_MATERIAL FOR THE TASK:_
// Textual MIDI event trace.
//
// Renders a melody as the line-oriented text format that `t2mf`-style
// assemblers turn into a Standard MIDI File: a conductor track with 4/4 time
// and a 100 bpm tempo, then a single "Piano" track of On/Off pairs. This crate
// never writes binary MIDI itself.
//
// Timing uses 96 ticks per quarter note at 25 ticks per sixteenth, so one
// slot lasts `25 * 16 / chunk_size` ticks (integer division). The clock
// starts one slot in. A note's Off event lands after the note and all the
// holds following it; a rest and its holds advance the clock silently.

use crate::error::{CantusError, Result};
use crate::selection::{Chunk, Selection};
use std::fmt::Write as _;
use std::path::Path;

/// Ticks in a quarter note, declared in the `MFile` header.
const TICKS_PER_QUARTER: u32 = 96;

/// Ticks in one sixteenth note as the trace counts them.
const TICKS_PER_SIXTEENTH: u32 = 25;

const VELOCITY: u8 = 70;

/// Ticks one slot occupies at `chunk_size` slots per unit.
pub fn ticks_per_chunk(chunk_size: u32) -> u32 {
    TICKS_PER_SIXTEENTH * 16 / chunk_size
}

/// Render the full trace for `s` with `song_name` as the conductor track name.
pub fn render_event_trace(s: &Selection, song_name: &str) -> String {
    let mut out = String::new();
    // Writing into a String never fails.
    let _ = write_trace(&mut out, s, song_name);
    out
}

fn write_trace(out: &mut String, s: &Selection, song_name: &str) -> std::fmt::Result {
    writeln!(out, "MFile 1 2 {TICKS_PER_QUARTER}")?;
    writeln!(out, "MTrk")?;
    writeln!(out, "0 TimeSig 4/4 24 8")?;
    writeln!(out, "0 KeySig 0 major")?;
    writeln!(out, "0 Tempo 600000")?;
    writeln!(out, "0 Meta TrkName \"{song_name}\"")?;
    writeln!(out, "1 Meta TrkEnd")?;
    writeln!(out, "TrkEnd")?;
    writeln!(out, "MTrk")?;
    writeln!(out, "0 Meta TrkName \"Piano\"")?;

    let step = ticks_per_chunk(s.chunk_size());
    let chunks = s.chunks();
    let mut clock = step;
    let mut i = 0;
    while i < chunks.len() {
        let sounding = chunks[i].pitch();
        if let Some(p) = sounding {
            writeln!(out, "{clock} On ch=1 n={p} v={VELOCITY}")?;
        }
        // Consume this slot and every hold continuing it.
        loop {
            i += 1;
            clock += step;
            if i >= chunks.len() || chunks[i] != Chunk::Hold {
                break;
            }
        }
        if let Some(p) = sounding {
            writeln!(out, "{clock} Off ch=1 n={p} v={VELOCITY}")?;
        }
    }

    writeln!(out, "{} Meta TrkEnd", clock + 1)?;
    writeln!(out, "TrkEnd")
}

pub fn write_event_trace(s: &Selection, song_name: &str, path: &Path) -> Result<()> {
    std::fs::write(path, render_event_trace(s, song_name)).map_err(|e| CantusError::io(path, e))
}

_EXERCISE DESCRIPTION:_
How many lines of the records contain the word "const"? Reply with the number and nothing else.

_TASK ANSWER:_
3